I’m a drives field engineer.

First, do not take readings on a drive without a true RMS meter. Many Fluke meters are useless on drives work. Non-RMS meters use some simple electrical tricks to approximate RMS values as long as the input is a sine wave. A VFD isn’t so you can’t use them.

Almost ALL 480 VFDs run phase-to-phase. Phase to ground is meaningless except many of them have surge arresters called MOVs. If you exceed the drive’s input voltage on the transistors it “self commutators” which is a nice way of saying short circuits and fails almost instantly. The best protection is with phase-to-ground MOVs but phase-to-phase can be used too. Drives may have none, both (often with a jumper), or one or the other. You need to know and configure it correctly.
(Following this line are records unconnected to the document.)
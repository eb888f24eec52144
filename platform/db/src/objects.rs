use std::{
    io::ErrorKind,
    path::{Path, PathBuf},
};

use async_trait::async_trait;
use chrono::Utc;
use platform_store::{
    HEADSHOT_BUCKET, ObjectStore, StoreError, StoreResult, headshot_object_path,
    object_path_from_url,
};
use rand::{Rng, distributions::Alphanumeric};
use tracing::{debug, info};
use uuid::Uuid;

/// Largest accepted upload.
pub const MAX_UPLOAD_BYTES: usize = 5 * 1024 * 1024;

/// Filesystem-backed object store. Objects live under
/// `<root>/teammate-headshots/` and are addressed publicly as
/// `<public_base>/teammate-headshots/<key>`.
#[derive(Clone, Debug)]
pub struct LocalObjectStore {
    root: PathBuf,
    public_base: String,
}

impl LocalObjectStore {
    pub fn new(root: impl Into<PathBuf>, public_base: impl Into<String>) -> Self {
        Self {
            root: root.into(),
            public_base: public_base.into().trim_end_matches('/').to_string(),
        }
    }

    pub fn root(&self) -> &Path {
        &self.root
    }

    pub fn public_url(&self, key: &str) -> String {
        format!("{}/{HEADSHOT_BUCKET}/{key}", self.public_base)
    }

    fn object_file(&self, key: &str) -> PathBuf {
        self.root.join(HEADSHOT_BUCKET).join(key)
    }
}

fn random_suffix() -> String {
    rand::thread_rng()
        .sample_iter(&Alphanumeric)
        .take(7)
        .map(char::from)
        .collect::<String>()
        .to_ascii_lowercase()
}

#[async_trait]
impl ObjectStore for LocalObjectStore {
    async fn upload(
        &self,
        bytes: Vec<u8>,
        file_name: &str,
        owner: Option<Uuid>,
    ) -> StoreResult<String> {
        if bytes.is_empty() {
            return Err(StoreError::InvalidInput("Uploaded file is empty".into()));
        }
        if bytes.len() > MAX_UPLOAD_BYTES {
            return Err(StoreError::InvalidInput(format!(
                "Uploaded file exceeds {MAX_UPLOAD_BYTES} bytes"
            )));
        }
        let key = headshot_object_path(
            file_name,
            owner,
            Utc::now().timestamp_millis(),
            &random_suffix(),
        );
        let path = self.object_file(&key);
        if let Some(parent) = path.parent() {
            tokio::fs::create_dir_all(parent)
                .await
                .map_err(StoreError::backend)?;
        }
        tokio::fs::write(&path, &bytes)
            .await
            .map_err(StoreError::backend)?;
        info!(%key, bytes = bytes.len(), "headshot stored");
        Ok(self.public_url(&key))
    }

    async fn delete(&self, public_url: &str) -> StoreResult<()> {
        let prefix = format!("{}/", self.public_base);
        if !public_url.starts_with(&prefix) {
            return Err(StoreError::InvalidInput("Invalid headshot URL".into()));
        }
        let key = object_path_from_url(public_url)?;
        match tokio::fs::remove_file(self.object_file(key)).await {
            Ok(()) => {
                info!(%key, "headshot removed");
                Ok(())
            }
            Err(err) if err.kind() == ErrorKind::NotFound => {
                debug!(%key, "headshot already gone");
                Ok(())
            }
            Err(err) => Err(StoreError::backend(err)),
        }
    }
}
use std::sync::Arc;

use async_graphql::{Error, ErrorExtensions, Value};
use platform_store::{StoreError, ValidationErrors};
use serde::Serialize;
use thiserror::Error;
use tracing::error;

/// Shared GraphQL result type.
pub type ApiResult<T> = Result<T, ApiError>;

#[derive(Debug, Error, Clone)]
pub enum ApiError {
    #[error("resource not found")]
    NotFound,
    #[error("{0}")]
    InvalidInput(String),
    #[error("validation failed: {0}")]
    Validation(ValidationErrors),
    #[error("internal server error")]
    Internal(Arc<anyhow::Error>),
}

#[derive(Serialize)]
struct FieldProblem<'a> {
    field: &'a str,
    message: &'a str,
}

impl ApiError {
    pub fn code(&self) -> &'static str {
        match self {
            ApiError::NotFound => "NOT_FOUND",
            ApiError::InvalidInput(_) | ApiError::Validation(_) => "INVALID_INPUT",
            ApiError::Internal(_) => "INTERNAL",
        }
    }

    pub fn internal(err: anyhow::Error) -> Self {
        Self::Internal(Arc::new(err))
    }
}

impl From<anyhow::Error> for ApiError {
    fn from(value: anyhow::Error) -> Self {
        Self::internal(value)
    }
}

impl From<ValidationErrors> for ApiError {
    fn from(value: ValidationErrors) -> Self {
        Self::Validation(value)
    }
}

impl From<StoreError> for ApiError {
    fn from(value: StoreError) -> Self {
        match value {
            StoreError::NotFound => Self::NotFound,
            StoreError::InvalidInput(message) => Self::InvalidInput(message),
            other @ (StoreError::Integrity(_) | StoreError::Backend(_)) => {
                error!(error = %other, "store failure");
                Self::internal(anyhow::Error::new(other))
            }
        }
    }
}

impl ErrorExtensions for ApiError {
    fn extend(&self) -> Error {
        let mut err = Error::new(self.to_string()).extend_with(|_err, e| {
            e.set("code", self.code());
        });
        if let ApiError::Validation(report) = self {
            let fields: Vec<Value> = report
                .errors()
                .iter()
                .filter_map(|problem| {
                    async_graphql::to_value(FieldProblem {
                        field: problem.field,
                        message: &problem.message,
                    })
                    .ok()
                })
                .collect();
            err = err.extend_with(|_err, e| e.set("fields", Value::List(fields)));
        }
        err
    }
}

/// Map anything convertible into [`ApiError`] to a GraphQL error with a
/// `code` extension. Backend details never reach the payload.
pub fn gql_error(err: impl Into<ApiError>) -> Error {
    err.into().extend()
}

/// Convert any error into a GraphQL error payload while hiding internals.
pub fn internal_error(err: impl Into<anyhow::Error>) -> Error {
    ApiError::internal(err.into()).extend()
}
Finally the input Power can be solidly grounded, ungrounded, or resistance grounded. If it’s solidly grounded it should stay pretty close to 277 to neutral or ground all the time. If you measure to an isolated ground all bets are off because that’s kind of meaningless (measuring against something you don’t control). The ground lug that MUST be connected at least to the motor with a separate ground wire on the drive is your reference point. Don’t trust a screw that might be painted/disconnected in the cabinet.

If the power system is resistance grounded and you have a fault somewhere, voltages will be close to 480/480/0 (anywhere not just at the drive) so it’s time to go find and fix it. It may not be the drive at all and almost always isn’t.

If you have an ungrounded system, line to ground readings are erratic everywhere. You can’t use them. It is possible to be ungrounded even accidentally and go for a long time without knowing it. The drive will work but for instance the surge arresters can be blown out and the switching going on in the drive will produce wild outputs.